> _Your goal_: Every line holding "filename" should be copied from the records below.

Extracted entries: Begin

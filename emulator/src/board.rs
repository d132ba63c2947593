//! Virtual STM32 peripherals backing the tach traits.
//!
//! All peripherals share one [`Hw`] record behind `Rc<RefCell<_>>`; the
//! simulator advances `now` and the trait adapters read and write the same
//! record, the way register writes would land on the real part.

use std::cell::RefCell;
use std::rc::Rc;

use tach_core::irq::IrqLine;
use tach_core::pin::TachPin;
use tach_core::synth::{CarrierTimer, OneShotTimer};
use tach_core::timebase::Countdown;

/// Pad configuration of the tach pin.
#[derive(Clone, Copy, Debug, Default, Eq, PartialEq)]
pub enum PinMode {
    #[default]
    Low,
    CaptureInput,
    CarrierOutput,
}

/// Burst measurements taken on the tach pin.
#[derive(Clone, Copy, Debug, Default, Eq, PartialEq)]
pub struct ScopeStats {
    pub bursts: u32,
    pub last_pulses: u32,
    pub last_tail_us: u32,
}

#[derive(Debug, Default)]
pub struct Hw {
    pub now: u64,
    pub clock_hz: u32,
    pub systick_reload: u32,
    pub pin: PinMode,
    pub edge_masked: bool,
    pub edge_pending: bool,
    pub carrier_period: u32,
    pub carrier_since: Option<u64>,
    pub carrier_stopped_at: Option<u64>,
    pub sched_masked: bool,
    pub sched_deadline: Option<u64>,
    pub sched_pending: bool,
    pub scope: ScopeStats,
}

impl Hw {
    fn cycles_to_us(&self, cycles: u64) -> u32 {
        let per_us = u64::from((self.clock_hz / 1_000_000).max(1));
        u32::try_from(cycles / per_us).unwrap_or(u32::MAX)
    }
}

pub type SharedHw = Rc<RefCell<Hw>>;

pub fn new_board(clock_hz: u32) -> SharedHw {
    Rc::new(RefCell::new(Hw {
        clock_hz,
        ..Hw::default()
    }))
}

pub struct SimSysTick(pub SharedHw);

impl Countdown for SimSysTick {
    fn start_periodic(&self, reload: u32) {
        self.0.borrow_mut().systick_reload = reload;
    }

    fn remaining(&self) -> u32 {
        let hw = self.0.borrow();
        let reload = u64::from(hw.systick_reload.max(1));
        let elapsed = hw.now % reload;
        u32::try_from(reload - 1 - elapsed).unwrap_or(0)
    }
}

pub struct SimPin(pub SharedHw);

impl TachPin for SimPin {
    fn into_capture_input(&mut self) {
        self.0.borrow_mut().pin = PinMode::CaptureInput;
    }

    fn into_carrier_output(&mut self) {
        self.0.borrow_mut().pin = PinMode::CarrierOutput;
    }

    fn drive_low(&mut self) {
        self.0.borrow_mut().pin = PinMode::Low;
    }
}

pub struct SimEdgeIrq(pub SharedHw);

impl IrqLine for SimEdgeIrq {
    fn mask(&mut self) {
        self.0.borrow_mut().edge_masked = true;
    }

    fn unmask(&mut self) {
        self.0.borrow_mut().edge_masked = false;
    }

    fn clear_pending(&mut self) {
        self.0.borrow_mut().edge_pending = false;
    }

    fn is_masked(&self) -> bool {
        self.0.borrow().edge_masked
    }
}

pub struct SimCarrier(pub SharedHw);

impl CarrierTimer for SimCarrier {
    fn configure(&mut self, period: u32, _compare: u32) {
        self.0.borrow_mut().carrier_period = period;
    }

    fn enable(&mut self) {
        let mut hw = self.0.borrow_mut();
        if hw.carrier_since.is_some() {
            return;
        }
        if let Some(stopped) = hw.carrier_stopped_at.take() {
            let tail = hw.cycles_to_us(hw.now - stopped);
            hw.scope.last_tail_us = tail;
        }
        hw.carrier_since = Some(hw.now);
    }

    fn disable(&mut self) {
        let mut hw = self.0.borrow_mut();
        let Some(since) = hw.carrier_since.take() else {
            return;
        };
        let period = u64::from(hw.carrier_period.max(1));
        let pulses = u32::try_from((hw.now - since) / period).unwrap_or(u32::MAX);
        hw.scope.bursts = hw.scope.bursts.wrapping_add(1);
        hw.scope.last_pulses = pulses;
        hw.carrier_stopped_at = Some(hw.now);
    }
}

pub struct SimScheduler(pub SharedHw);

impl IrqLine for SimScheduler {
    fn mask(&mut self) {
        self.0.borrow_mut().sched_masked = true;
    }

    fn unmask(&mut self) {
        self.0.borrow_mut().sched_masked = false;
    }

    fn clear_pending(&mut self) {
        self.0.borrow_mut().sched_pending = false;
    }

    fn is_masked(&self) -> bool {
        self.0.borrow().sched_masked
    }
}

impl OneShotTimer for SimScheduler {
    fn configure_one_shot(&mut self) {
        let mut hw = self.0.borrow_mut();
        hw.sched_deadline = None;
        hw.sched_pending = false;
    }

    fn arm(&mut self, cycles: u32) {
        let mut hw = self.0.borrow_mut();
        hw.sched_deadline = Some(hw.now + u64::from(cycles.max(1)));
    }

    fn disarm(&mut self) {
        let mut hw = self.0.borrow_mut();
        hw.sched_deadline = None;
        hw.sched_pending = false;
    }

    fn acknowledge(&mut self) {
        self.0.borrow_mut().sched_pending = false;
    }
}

Extracted entries: End
Extracted entries: Begin

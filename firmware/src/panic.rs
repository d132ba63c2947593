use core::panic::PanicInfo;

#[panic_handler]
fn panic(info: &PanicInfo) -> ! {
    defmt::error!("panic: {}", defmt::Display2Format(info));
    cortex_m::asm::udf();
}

Extracted entries: End

> _Exercise output_:
filename emulator/src/board.rs
filename firmware/src/panic.rs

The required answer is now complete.